Two Squares

Approach:

The line that bisects a square must pass through its centre. As there are two squares given in the problem, find the centre of both the squares. The line that passes through both these points is the desired answer. Note that there can be only one possible line that passes through both points. However, if the centre of both squares is the same point, then there can be infinitely many possible lines. So, we return {0, 0} in this case.

Steps:

1. Create four variables of type double to store the coordinates of the centres of the two squares. Let’s name them s1x, s1y, s2x, and s2y.

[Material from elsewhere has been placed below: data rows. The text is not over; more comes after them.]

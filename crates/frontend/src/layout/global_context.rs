use leptos::ev;
use leptos::prelude::*;
use web_sys::window;

use crate::domain::page::builtin::{builtin_pages, merge_pages};
use crate::domain::page::{LocalPageStore, Page, PageError, PageIndex, PageStore};
use crate::layout::tabs::{TabManager, HOME_PATH};
use crate::shared::i18n::Language;

/// Which view of the bottom panel is shown.
#[derive(Clone, Copy, Debug, PartialEq, Eq, Default)]
pub enum TerminalTab {
    Problems,
    Output,
    Debug,
    #[default]
    Terminal,
}

impl TerminalTab {
    pub fn all() -> [TerminalTab; 4] {
        [
            TerminalTab::Problems,
            TerminalTab::Output,
            TerminalTab::Debug,
            TerminalTab::Terminal,
        ]
    }

    pub fn label_key(&self) -> &'static str {
        match self {
            TerminalTab::Problems => "terminal.tabs.problems",
            TerminalTab::Output => "terminal.tabs.output",
            TerminalTab::Debug => "terminal.tabs.debug",
            TerminalTab::Terminal => "terminal.tabs.terminal",
        }
    }
}

/// Workbench state shared by every region: pages and tabs, the current
/// path, and panel visibility.
#[derive(Clone, Copy)]
pub struct AppGlobalContext {
    pub tabs: RwSignal<TabManager>,
    pub path: RwSignal<String>,
    pub explorer_open: RwSignal<bool>,
    pub terminal_open: RwSignal<bool>,
    pub terminal_tab: RwSignal<TerminalTab>,
}

impl AppGlobalContext {
    pub fn new(lang: Language) -> Self {
        let pages = merge_pages(builtin_pages(lang), LocalPageStore.get_data());
        Self {
            tabs: RwSignal::new(TabManager::new(pages)),
            path: RwSignal::new(HOME_PATH.to_string()),
            explorer_open: RwSignal::new(true),
            terminal_open: RwSignal::new(true),
            terminal_tab: RwSignal::new(TerminalTab::default()),
        }
    }

    /// Pick up the address-bar path on load, follow back/forward, and keep
    /// the selected tab in line with whatever path is shown.
    pub fn init_router_integration(&self) {
        let this = *self;
        this.path.set(current_pathname());

        let handle = window_event_listener(ev::popstate, move |_| {
            this.path.set(current_pathname());
        });
        on_cleanup(move || handle.remove());

        Effect::new(move |_| {
            let path = this.path.get();
            let stale = this.tabs.with_untracked(|m| {
                let wanted = m.page_by_route(path.trim_start_matches('/')).map(|p| p.index);
                wanted != m.selected()
            });
            if stale {
                leptos::logging::log!("sync selection with {}", path);
                this.tabs.update(|m| m.sync_with_path(&path));
            }
        });
    }

    /// Push `path` onto history and render it.
    pub fn navigate(&self, path: &str) {
        if self.path.get_untracked() == path {
            return;
        }
        if let Some(w) = window() {
            if let Ok(history) = w.history() {
                let _ = history.push_state_with_url(&wasm_bindgen::JsValue::NULL, "", Some(path));
            }
        }
        log::debug!("navigate: {}", path);
        self.path.set(path.to_string());
    }

    fn follow(&self, target: Option<Option<String>>) {
        if let Some(path) = target.flatten() {
            self.navigate(&path);
        }
    }

    pub fn open_tab(&self, index: PageIndex) {
        log::debug!("open_tab: {}", index);
        self.follow(self.tabs.try_update(|m| m.open_tab(index)));
    }

    pub fn close_tab(&self, index: PageIndex) {
        log::debug!("close_tab: {}", index);
        self.follow(self.tabs.try_update(|m| m.close_tab(index)));
    }

    pub fn close_others(&self, index: PageIndex) {
        self.follow(self.tabs.try_update(|m| m.close_others(index)));
    }

    pub fn close_to_right(&self, index: PageIndex) {
        self.follow(self.tabs.try_update(|m| m.close_to_right(index)));
    }

    pub fn close_to_left(&self, index: PageIndex) {
        self.follow(self.tabs.try_update(|m| m.close_to_left(index)));
    }

    pub fn close_all(&self) {
        log::debug!("close_all");
        self.follow(self.tabs.try_update(|m| m.close_all()));
    }

    pub fn go_home(&self) {
        let target = self.tabs.try_update(|m| m.go_home());
        self.follow(target.map(Some));
    }

    pub fn create_file(&self, name: &str) -> Result<(), PageError> {
        let result = self
            .tabs
            .try_update(|m| m.create_file(name, &mut LocalPageStore))
            .unwrap_or_else(|| Err(PageError::Storage("workbench disposed".into())))?;
        self.navigate(&result);
        Ok(())
    }

    pub fn delete_file(&self, index: PageIndex) {
        match self
            .tabs
            .try_update(|m| m.delete_file(index, &mut LocalPageStore))
        {
            Some(Ok(path)) => self.navigate(&path),
            Some(Err(e)) => log::warn!("delete_file({}): {}", index, e),
            None => {}
        }
    }

    pub fn update_content(&self, index: PageIndex, content: &str) {
        if let Some(Err(e)) = self.tabs.try_update(|m| m.update_content(index, content)) {
            log::warn!("update_content({}): {}", index, e);
        }
    }

    /// Persist the selected page if it is a user page.
    pub fn save_selected(&self) {
        let Some(index) = self.tabs.with_untracked(|m| m.selected()) else {
            return;
        };
        match self.tabs.try_update(|m| m.save_page(index, &mut LocalPageStore)) {
            Some(Ok(())) => log::info!("Saved page {}", index),
            Some(Err(PageError::BuiltinPage(_))) => {}
            Some(Err(e)) => log::error!("Failed to save page {}: {}", index, e),
            None => {}
        }
    }

    pub fn set_language(&self, lang: Language) {
        self.tabs.update(|m| m.set_builtin_pages(builtin_pages(lang)));
    }

    /// Page rendered for the current path, if any.
    pub fn current_page(&self) -> Option<Page> {
        let path = self.path.get();
        let route = path.trim_start_matches('/');
        self.tabs.with(|m| m.page_by_route(route).cloned())
    }

    pub fn toggle_explorer(&self) {
        self.explorer_open.update(|v| *v = !*v);
    }

    pub fn toggle_terminal(&self) {
        self.terminal_open.update(|v| *v = !*v);
    }
}

fn current_pathname() -> String {
    window()
        .and_then(|w| w.location().pathname().ok())
        .unwrap_or_else(|| HOME_PATH.to_string())
}

pub fn use_global() -> AppGlobalContext {
    use_context::<AppGlobalContext>().expect("AppGlobalContext context not found")
}
use leptos::ev;
use leptos::prelude::*;

use crate::domain::page::PageIndex;
use crate::layout::context_menu::MenuAnchor;
use crate::layout::global_context::use_global;
use crate::shared::icons::icon;

#[component]
pub fn Tab(index: PageIndex, menu: RwSignal<Option<MenuAnchor>>) -> impl IntoView {
    let ctx = use_global();

    let is_active = Memo::new(move |_| ctx.tabs.with(|m| m.selected() == Some(index)));
    let label = Memo::new(move |_| {
        ctx.tabs
            .with(|m| m.page(index).map(|p| (p.display_name(), p.is_dirty())))
            .unwrap_or_default()
    });

    let on_close = move |ev: ev::MouseEvent| {
        ev.stop_propagation();
        ctx.close_tab(index);
    };

    let on_context = move |ev: ev::MouseEvent| {
        ev.prevent_default();
        ev.stop_propagation();
        menu.set(Some(MenuAnchor::at(&ev, index)));
    };

    view! {
        <div
            class="tab"
            class:active=is_active
            on:click=move |_| ctx.open_tab(index)
            on:contextmenu=on_context
        >
            {icon("markdown")}
            <span>{move || label.get().0}</span>
            {move || label.get().1.then(|| view! { <span class="tab-dirty">"●"</span> })}
            <button class="tab-close" on:click=on_close>{icon("close")}</button>
        </div>
    }
}
pub mod tab;
pub mod tabs;

pub use tabs::Tabs;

Here s1x and s1y store the x and the y-coordinate of the centre of the square s1. Similarly, s2x and s2y store the x and the y-coordinate of the centre of the square s2.
2. s1x = (s1[0][0] + s1[1][0] + s1[2][0] + s1[3][0]) / 4.
3. s1y = (s1[0][1] + s1[1][1] + s1[2][1] + s1[3][1]) / 4.
4. s2x = (s2[0][0] + s2[1][0] + s2[2][0] + s2[3][0]) / 4.
5. s2y = (s2[0][1] + s2[1][1] + s2[2][1] + s2[3][1]) / 4.
6. If s1x == s2x and s1y == s2y:
   1. This means both the squares have the same centre. So we return {-1, -1} in this case as there can be multiple possible lines.
7. Else if, s1x == s2x and s1y != s2y:
   1. This means the line is parallel to the Y-axis. So we return {0, 0}.
8. Create two variables of double date type. Let’s name them slope and intercept.
9. The slope can be calculated as, slope = (s2y - s1y) / (s2x - s1x).
10. The y-intercept can be calculated as intercept = (slope * (-s1x) + s1y). It can also be calculated as ( slope * (-s2x) + s2y ).
11. Finally, create a res array of size 2. Make res[0] = slope and res[1] = intercept. Return the res array.

O(1).

Finding the centers and the slopes, and the y-intercepts take constant time.

O(1).

Since no extra space is used.